**Your task**.
Word for word, repeat every entry that appears below.

Segment Start: Working data

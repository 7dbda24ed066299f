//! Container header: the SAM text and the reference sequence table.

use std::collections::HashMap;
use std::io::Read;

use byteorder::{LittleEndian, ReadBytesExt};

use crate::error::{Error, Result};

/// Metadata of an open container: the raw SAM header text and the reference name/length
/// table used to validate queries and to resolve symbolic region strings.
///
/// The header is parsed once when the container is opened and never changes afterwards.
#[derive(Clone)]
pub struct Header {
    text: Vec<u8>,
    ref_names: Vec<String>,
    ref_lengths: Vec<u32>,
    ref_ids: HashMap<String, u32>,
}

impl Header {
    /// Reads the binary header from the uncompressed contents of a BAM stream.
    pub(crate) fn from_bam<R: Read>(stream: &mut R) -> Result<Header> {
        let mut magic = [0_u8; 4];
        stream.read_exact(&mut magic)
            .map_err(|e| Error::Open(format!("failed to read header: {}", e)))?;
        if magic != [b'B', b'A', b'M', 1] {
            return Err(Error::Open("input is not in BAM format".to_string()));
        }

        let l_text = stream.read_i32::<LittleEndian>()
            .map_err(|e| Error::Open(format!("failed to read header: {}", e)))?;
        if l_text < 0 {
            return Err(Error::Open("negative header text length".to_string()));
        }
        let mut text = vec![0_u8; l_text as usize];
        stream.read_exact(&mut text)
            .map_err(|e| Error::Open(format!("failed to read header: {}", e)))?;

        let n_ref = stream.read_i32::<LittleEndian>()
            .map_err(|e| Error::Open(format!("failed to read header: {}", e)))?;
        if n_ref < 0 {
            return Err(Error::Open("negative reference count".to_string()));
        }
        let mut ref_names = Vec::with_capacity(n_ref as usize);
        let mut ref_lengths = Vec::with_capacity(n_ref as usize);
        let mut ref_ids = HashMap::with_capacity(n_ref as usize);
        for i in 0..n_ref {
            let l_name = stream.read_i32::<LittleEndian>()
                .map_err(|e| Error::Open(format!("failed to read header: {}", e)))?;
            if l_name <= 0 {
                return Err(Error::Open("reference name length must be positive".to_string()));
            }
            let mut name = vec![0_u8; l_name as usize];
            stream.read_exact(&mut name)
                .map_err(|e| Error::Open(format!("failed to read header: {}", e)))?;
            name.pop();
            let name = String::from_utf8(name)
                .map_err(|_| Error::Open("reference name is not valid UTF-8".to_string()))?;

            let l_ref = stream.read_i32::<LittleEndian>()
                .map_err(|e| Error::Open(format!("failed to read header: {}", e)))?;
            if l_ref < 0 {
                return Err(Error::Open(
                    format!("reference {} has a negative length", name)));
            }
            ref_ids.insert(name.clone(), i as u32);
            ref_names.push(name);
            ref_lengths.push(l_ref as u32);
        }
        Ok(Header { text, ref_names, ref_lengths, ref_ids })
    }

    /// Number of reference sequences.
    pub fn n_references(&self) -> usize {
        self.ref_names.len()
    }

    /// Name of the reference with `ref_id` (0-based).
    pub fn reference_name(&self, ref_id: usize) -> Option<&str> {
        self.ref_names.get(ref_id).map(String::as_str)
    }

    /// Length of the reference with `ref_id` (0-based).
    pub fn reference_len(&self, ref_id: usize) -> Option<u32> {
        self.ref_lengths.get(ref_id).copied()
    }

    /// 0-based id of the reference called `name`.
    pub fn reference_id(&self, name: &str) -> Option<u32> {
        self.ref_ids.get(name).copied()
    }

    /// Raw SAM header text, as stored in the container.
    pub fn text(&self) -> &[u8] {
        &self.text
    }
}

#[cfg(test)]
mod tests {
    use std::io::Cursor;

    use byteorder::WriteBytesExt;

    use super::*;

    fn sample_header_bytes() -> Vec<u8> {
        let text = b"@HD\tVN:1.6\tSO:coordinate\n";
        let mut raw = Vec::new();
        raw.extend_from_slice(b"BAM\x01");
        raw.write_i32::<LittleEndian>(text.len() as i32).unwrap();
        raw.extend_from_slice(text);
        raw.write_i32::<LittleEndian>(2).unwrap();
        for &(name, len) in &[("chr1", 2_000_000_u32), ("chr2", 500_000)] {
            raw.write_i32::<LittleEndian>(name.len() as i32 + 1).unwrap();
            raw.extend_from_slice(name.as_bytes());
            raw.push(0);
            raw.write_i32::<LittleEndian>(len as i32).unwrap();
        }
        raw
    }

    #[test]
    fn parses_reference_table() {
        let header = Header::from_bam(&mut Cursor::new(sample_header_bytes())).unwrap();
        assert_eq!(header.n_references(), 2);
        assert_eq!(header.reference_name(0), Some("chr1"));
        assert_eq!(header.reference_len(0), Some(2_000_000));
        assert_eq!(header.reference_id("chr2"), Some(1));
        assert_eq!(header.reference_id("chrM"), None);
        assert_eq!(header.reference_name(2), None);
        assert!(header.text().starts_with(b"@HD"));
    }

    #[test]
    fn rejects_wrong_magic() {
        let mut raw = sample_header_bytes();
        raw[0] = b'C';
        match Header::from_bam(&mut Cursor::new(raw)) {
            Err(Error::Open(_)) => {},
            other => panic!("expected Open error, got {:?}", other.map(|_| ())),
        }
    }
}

Segment End: Working data

**Reply**.
repository 7dbda24ed066299f
//! Container header: the SAM text and the reference sequence table.

use std::collections::HashMap;
use std::io::Read;

use byteorder::{LittleEndian, ReadBytesExt};

use crate::error::{Error, Result};

/// Metadata of an open container: the raw SAM header text and the reference name/length
/// table used to validate queries and to resolve symbolic region strings.
///
/// The header is parsed once when the container is opened and never changes afterwards.
#[derive(Clone)]
pub struct Header {
    text: Vec<u8>,
    ref_names: Vec<String>,
    ref_lengths: Vec<u32>,
    ref_ids: HashMap<String, u32>,
}

impl Header {
    /// Reads the binary header from the uncompressed contents of a BAM stream.
    pub(crate) fn from_bam<R: Read>(stream: &mut R) -> Result<Header> {
        let mut magic = [0_u8; 4];
        stream.read_exact(&mut magic)
            .map_err(|e| Error::Open(format!("failed to read header: {}", e)))?;
        if magic != [b'B', b'A', b'M', 1] {
            return Err(Error::Open("input is not in BAM format".to_string()));
        }

        let l_text = stream.read_i32::<LittleEndian>()
            .map_err(|e| Error::Open(format!("failed to read header: {}", e)))?;
        if l_text < 0 {
            return Err(Error::Open("negative header text length".to_string()));
        }
        let mut text = vec![0_u8; l_text as usize];
        stream.read_exact(&mut text)
            .map_err(|e| Error::Open(format!("failed to read header: {}", e)))?;

        let n_ref = stream.read_i32::<LittleEndian>()
            .map_err(|e| Error::Open(format!("failed to read header: {}", e)))?;
        if n_ref < 0 {
            return Err(Error::Open("negative reference count".to_string()));
        }
        let mut ref_names = Vec::with_capacity(n_ref as usize);
        let mut ref_lengths = Vec::with_capacity(n_ref as usize);
        let mut ref_ids = HashMap::with_capacity(n_ref as usize);
        for i in 0..n_ref {
            let l_name = stream.read_i32::<LittleEndian>()
                .map_err(|e| Error::Open(format!("failed to read header: {}", e)))?;
            if l_name <= 0 {
                return Err(Error::Open("reference name length must be positive".to_string()));
            }
            let mut name = vec![0_u8; l_name as usize];
            stream.read_exact(&mut name)
                .map_err(|e| Error::Open(format!("failed to read header: {}", e)))?;
            name.pop();
            let name = String::from_utf8(name)
                .map_err(|_| Error::Open("reference name is not valid UTF-8".to_string()))?;

            let l_ref = stream.read_i32::<LittleEndian>()
                .map_err(|e| Error::Open(format!("failed to read header: {}", e)))?;
            if l_ref < 0 {
                return Err(Error::Open(
                    format!("reference {} has a negative length", name)));
            }
            ref_ids.insert(name.clone(), i as u32);
            ref_names.push(name);
            ref_lengths.push(l_ref as u32);
        }
        Ok(Header { text, ref_names, ref_lengths, ref_ids })
    }

    /// Number of reference sequences.
    pub fn n_references(&self) -> usize {
        self.ref_names.len()
    }

    /// Name of the reference with `ref_id` (0-based).
    pub fn reference_name(&self, ref_id: usize) -> Option<&str> {
        self.ref_names.get(ref_id).map(String::as_str)
    }

    /// Length of the reference with `ref_id` (0-based).
    pub fn reference_len(&self, ref_id: usize) -> Option<u32> {
        self.ref_lengths.get(ref_id).copied()
    }

    /// 0-based id of the reference called `name`.
    pub fn reference_id(&self, name: &str) -> Option<u32> {
        self.ref_ids.get(name).copied()
    }

    /// Raw SAM header text, as stored in the container.
    pub fn text(&self) -> &[u8] {
        &self.text
    }
}

#[cfg(test)]
mod tests {
    use std::io::Cursor;

    use byteorder::WriteBytesExt;

    use super::*;

    fn sample_header_bytes() -> Vec<u8> {
        let text = b"@HD\tVN:1.6\tSO:coordinate\n";
        let mut raw = Vec::new();
        raw.extend_from_slice(b"BAM\x01");
        raw.write_i32::<LittleEndian>(text.len() as i32).unwrap();
        raw.extend_from_slice(text);
        raw.write_i32::<LittleEndian>(2).unwrap();
        for &(name, len) in &[("chr1", 2_000_000_u32), ("chr2", 500_000)] {
            raw.write_i32::<LittleEndian>(name.len() as i32 + 1).unwrap();
            raw.extend_from_slice(name.as_bytes());
            raw.push(0);
            raw.write_i32::<LittleEndian>(len as i32).unwrap();
        }
        raw
    }

    #[test]
    fn parses_reference_table() {
        let header = Header::from_bam(&mut Cursor::new(sample_header_bytes())).unwrap();
        assert_eq!(header.n_references(), 2);
        assert_eq!(header.reference_name(0), Some("chr1"));
        assert_eq!(header.reference_len(0), Some(2_000_000));
        assert_eq!(header.reference_id("chr2"), Some(1));
        assert_eq!(header.reference_id("chrM"), None);
        assert_eq!(header.reference_name(2), None);
        assert!(header.text().starts_with(b"@HD"));
    }

    #[test]
    fn rejects_wrong_magic() {
        let mut raw = sample_header_bytes();
        raw[0] = b'C';
        match Header::from_bam(&mut Cursor::new(raw)) {
            Err(Error::Open(_)) => {},
            other => panic!("expected Open error, got {:?}", other.map(|_| ())),
        }
    }
}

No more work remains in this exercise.